Der erste Schritt in dem Konzept ist ein „schnelles Audit“, wie Frans Papma von der Organisation sagt. In Kooperation mit Käuferfirmen besucht die WGDN dafür Produzenten oder Verarbeiter in den beiden Ländern. „Für das Unternehmen selbst kommt dabei eine Einschätzung heraus, wo es im Bezug auf unseren Verhaltenskodex steht“, so Papma.
Manche der Lieferanten, die mitunter winzige Betriebe sind, kommen hier überhaupt zum ersten Mal mit den Themen Standards am Arbeitsplatz oder Umwelt in Kontakt.
Entsprechend zurückhaltend treten die Auditoren auf, wie man aus den China-Berichten des WGDN vom vergangenen Jahr herauslesen kann. So wird zwar festgestellt, „dass es vielfach Probleme mit Arbeitssicherheit und Gesundheit gibt“. Außerdem heißt es, dass bei manchen Produzenten Überstunden ohne Sonderzahlung üblich sind, mitunter sogar 7 Tage pro Woche durchgearbeitet wird oder viele der Beschäftigten keinen Vertrag haben. Das alles widerspreche den Gesetzen, wird weiter festgestellt.
Gleichzeitig vermerkt die WGDN aber auch, dass es vielfach Bauern sind, die sich in der Steinindustrie ein Zubrot verdienen. Sie hätten mitunter gar kein Interesse an Verträgen, denn sie wollten kommen und gehen, wann es zu ihrer Landwirtschaft passt. Ähnliches gelte für Wanderarbeiter, die ohnehin zum Beispiel Rentenansprüche nicht mitnehmen könnten.
Für Kinderarbeit gab es übrigens nirgendwo Anzeichen.

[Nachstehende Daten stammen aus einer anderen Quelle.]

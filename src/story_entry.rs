use super::*;

/// A story as one row of a list: display text plus the per-user flags.
#[derive(Clone, Debug, PartialEq, Eq)]
pub(crate) struct StoryEntry {
  pub(crate) detail: String,
  pub(crate) favorite: bool,
  pub(crate) own: bool,
  pub(crate) story_id: String,
  pub(crate) title: String,
  pub(crate) url: String,
}

impl StoryEntry {
  pub(crate) fn new(story: &Story, user: Option<&User>) -> Self {
    let title = plain_text(&story.title);

    let detail = format!(
      "by {} ({}) posted by {}",
      plain_text(&story.author),
      story.host_name(),
      story.username
    );

    Self {
      detail,
      favorite: user.is_some_and(|user| user.is_favorite(&story.story_id)),
      own: user.is_some_and(|user| user.owns(&story.story_id)),
      story_id: story.story_id.clone(),
      title: if title.is_empty() {
        "(untitled)".to_string()
      } else {
        title
      },
      url: story.url.clone(),
    }
  }
}

#[cfg(test)]
mod tests {
  use {super::*, crate::fixtures::{self, story}};

  #[test]
  fn detail_mentions_author_host_and_poster() {
    let entry = StoryEntry::new(&story("s1", "Title"), None);

    assert_eq!(entry.detail, "by Ferris (rust-lang.org) posted by ferris");
    assert!(!entry.favorite);
    assert!(!entry.own);
  }

  #[test]
  fn title_is_rendered_as_plain_text() {
    let entry = StoryEntry::new(&story("s1", "<b>Tom</b> &amp; Jerry"), None);

    assert_eq!(entry.title, "Tom & Jerry");

    let entry = StoryEntry::new(&story("s1", "<br>"), None);

    assert_eq!(entry.title, "(untitled)");
  }

  #[test]
  fn flags_come_from_the_user() {
    let mut user = fixtures::user("alice", "tok");

    user.favorites = vec![story("s1", "Title")];
    user.own_stories = vec![story("s1", "Title")];

    let entry = StoryEntry::new(&story("s1", "Title"), Some(&user));

    assert!(entry.favorite);
    assert!(entry.own);
  }
}
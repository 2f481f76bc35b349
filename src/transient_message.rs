use super::*;

/// A status line that reverts to `original` once it has been on screen for
/// `TransientMessage::LIFETIME`.
#[derive(Clone)]
pub(crate) struct TransientMessage {
  current: String,
  expires_at: Instant,
  is_error: bool,
  original: String,
}

impl TransientMessage {
  const LIFETIME: Duration = Duration::from_secs(3);

  pub(crate) fn current(&self) -> &str {
    &self.current
  }

  pub(crate) fn is_error(&self) -> bool {
    self.is_error
  }

  pub(crate) fn is_expired(&self) -> bool {
    Instant::now() >= self.expires_at
  }

  pub(crate) fn new(current: String, original: String, is_error: bool) -> Self {
    Self::with_lifetime(current, original, is_error, Self::LIFETIME)
  }

  pub(crate) fn original(&self) -> &str {
    &self.original
  }

  fn with_lifetime(
    current: String,
    original: String,
    is_error: bool,
    lifetime: Duration,
  ) -> Self {
    Self {
      current,
      expires_at: Instant::now() + lifetime,
      is_error,
      original,
    }
  }
}
use super::*;

pub(crate) fn calendar_date(timestamp: &str) -> &str {
  timestamp.get(..10).unwrap_or(timestamp)
}

/// A rectangle of `width` x `height` content cells plus a one-cell border,
/// centered in `area` and shrunk to fit it.
pub(crate) fn centered_area(area: Rect, width: usize, height: usize) -> Rect {
  let fit = |wanted: usize, available: u16| {
    u16::try_from(wanted.saturating_add(2))
      .unwrap_or(u16::MAX)
      .clamp(1, available.max(1))
      .min(available)
  };

  let (width, height) = (fit(width, area.width), fit(height, area.height));

  Rect::new(
    area.x + (area.width - width) / 2,
    area.y + (area.height - height) / 2,
    width,
    height,
  )
}

pub(crate) fn host_name(url: &str) -> &str {
  let host = if url.contains("://") {
    url.split('/').nth(2).unwrap_or_default()
  } else {
    url.split('/').next().unwrap_or_default()
  };

  host.strip_prefix("www.").unwrap_or(host)
}

pub(crate) fn plain_text(text: &str) -> String {
  let mut cleaned = String::with_capacity(text.len());
  let mut inside_tag = false;

  for ch in text.chars() {
    match ch {
      '<' => {
        inside_tag = true;
        cleaned.push(' ');
      }
      '>' if inside_tag => {
        inside_tag = false;
      }
      _ if inside_tag => {}
      _ => cleaned.push(ch),
    }
  }

  let decoded = html_escape::decode_html_entities(&cleaned);

  decoded.split_whitespace().collect::<Vec<_>>().join(" ")
}

pub(crate) fn truncate(text: &str, max_chars: usize) -> String {
  if text.chars().count() <= max_chars {
    return text.to_string();
  }

  let mut result = text.chars().take(max_chars).collect::<String>();

  result.truncate(result.trim_end().len());
  result.push_str("...");

  result
}
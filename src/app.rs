use super::*;

pub(crate) struct App {
  event_rx: UnboundedReceiver<Event>,
  event_tx: UnboundedSender<Event>,
  handle: Handle,
  state: State,
}

impl App {
  fn draw(&mut self, frame: &mut Frame) {
    let layout = Layout::default()
      .direction(Direction::Vertical)
      .margin(1)
      .constraints([
        Constraint::Length(1),
        Constraint::Length(2),
        Constraint::Min(0),
        Constraint::Length(1),
      ])
      .split(frame.area());

    self.state.set_list_height(layout[2].height as usize);

    let header = Paragraph::new(self.state.header().to_string())
      .style(Style::default().fg(Color::Gray));

    frame.render_widget(header, layout[0]);

    let tab_titles: Vec<Line> = Section::ALL
      .iter()
      .zip(self.state.views())
      .map(|(section, view)| {
        Line::from(format!("{} ({})", section.label().to_uppercase(), view.len()))
      })
      .collect();

    let tabs_widget = Tabs::new(tab_titles)
      .select(self.state.active_tab())
      .style(Style::default().fg(Color::DarkGray))
      .highlight_style(
        Style::default()
          .fg(Color::Cyan)
          .add_modifier(Modifier::BOLD),
      )
      .divider(Span::raw(" "));

    frame.render_widget(tabs_widget, layout[1]);

    let empty_text = self
      .state
      .active_section()
      .empty_message(self.state.signed_in());

    let (list_items, selected_index, offset) = match self.state.active_view() {
      Some(view) if !view.is_empty() => (
        view.items().iter().map(Self::entry_item).collect(),
        view.selected_index(),
        view.offset(),
      ),
      _ => (
        vec![ListItem::new(Line::from(vec![
          Span::raw(BASE_INDENT),
          Span::raw(empty_text),
        ]))],
        None,
        0,
      ),
    };

    let mut list_state = ListState::default()
      .with_selected(selected_index)
      .with_offset(offset);

    let list = List::new(list_items)
      .highlight_style(
        Style::default()
          .fg(Color::Cyan)
          .add_modifier(Modifier::BOLD),
      )
      .highlight_symbol("");

    frame.render_stateful_widget(list, layout[2], &mut list_state);

    if let Some(view) = self.state.active_view_mut() {
      view.set_offset(list_state.offset());
    }

    let status_color = if self.state.message_is_error() {
      Color::Red
    } else {
      Color::DarkGray
    };

    let status = Paragraph::new(self.state.message().to_string())
      .style(Style::default().fg(status_color));

    frame.render_widget(status, layout[3]);

    if let Mode::Form(form) = self.state.mode() {
      form.draw(frame);
    }

    self.state.help().draw(frame);
  }

  fn entry_item(entry: &StoryEntry) -> ListItem<'static> {
    let marker = if entry.favorite {
      Span::styled(FAVORITE_MARKER, Style::default().fg(Color::Red))
    } else {
      Span::raw(" ".repeat(FAVORITE_MARKER.chars().count()))
    };

    let mut title = vec![
      Span::raw(BASE_INDENT),
      marker,
      Span::styled(entry.title.clone(), Style::default().fg(Color::White)),
    ];

    if entry.own {
      title.push(Span::styled(
        " [mine]",
        Style::default().fg(Color::Yellow),
      ));
    }

    let detail_indent = format!(
      "{BASE_INDENT}{}",
      " ".repeat(FAVORITE_MARKER.chars().count())
    );

    ListItem::new(vec![
      Line::from(title),
      Line::from(vec![
        Span::raw(detail_indent),
        Span::styled(entry.detail.clone(), Style::default().fg(Color::DarkGray)),
      ]),
      Line::from(Span::raw(BASE_INDENT)),
    ])
  }

  fn execute_effect(&mut self, effect: Effect) {
    match effect {
      Effect::Run { operation, session } => {
        let sender = self.event_tx.clone();

        debug!(status = %operation.pending_message(), "starting operation");

        self.handle.spawn(async move {
          let _ = sender.send(operation.run(session).await);
        });
      }
      Effect::OpenUrl { url } => match webbrowser::open(&url) {
        Ok(()) => {
          self.state.set_transient_message(
            format!("Opened in browser: {}", truncate(&url, 80)),
            false,
          );
        }
        Err(error) => {
          self
            .state
            .set_transient_message(format!("Could not open link: {error}"), true);
        }
      },
    }
  }

  pub(crate) fn new(session: Session) -> Self {
    let (event_tx, event_rx) = mpsc::unbounded_channel();

    Self {
      event_rx,
      event_tx,
      handle: Handle::current(),
      state: State::new(session),
    }
  }

  fn process_pending_events(&mut self) {
    self.state.update_transient_message();

    while let Ok(event) = self.event_rx.try_recv() {
      self.state.handle_event(event);
    }
  }

  pub(crate) fn run(
    &mut self,
    terminal: &mut Terminal<CrosstermBackend<Stdout>>,
  ) -> Result {
    loop {
      self.process_pending_events();

      terminal.draw(|frame| self.draw(frame))?;

      if !crossterm_event::poll(Duration::from_millis(200))? {
        self.process_pending_events();
        continue;
      }

      let CrosstermEvent::Key(key) = crossterm_event::read()? else {
        self.process_pending_events();
        continue;
      };

      if key.kind != KeyEventKind::Press {
        self.process_pending_events();
        continue;
      }

      let command = if self.state.help_is_visible() {
        HelpView::handle_key(key)
      } else {
        self.state.mode_mut().handle_key(key)
      };

      let dispatch = self.state.dispatch_command(command);

      for effect in dispatch.effects {
        self.execute_effect(effect);
      }

      if dispatch.should_exit {
        if self.state.is_busy() {
          warn!("quitting with an operation still in flight");
        }

        break;
      }

      self.process_pending_events();
    }

    Ok(())
  }
}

Festgestellt wird in den Berichten gleichzeitig, dass der Verdienst in der Steinindustrie generell gut ist, handelt es sich doch um schwere Arbeit. Als Ausweg aus dem Dilemma zwischen einerseits guter Bezahlung und andererseits nicht hinnehmbaren Umständen wird der Einsatz von modernerer Technik empfohlen, der auch mehr Personal für eine dauerhafte Beschäftigung interessieren könnte.
Als erster Schritt der Veränderung soll nach dem WGDN-Konzept in einem Betrieb ein Beauftragter für Sozialfragen eingesetzt werden. Dieser würde auf Missstände hinweisen und den Prozess in Gang halten.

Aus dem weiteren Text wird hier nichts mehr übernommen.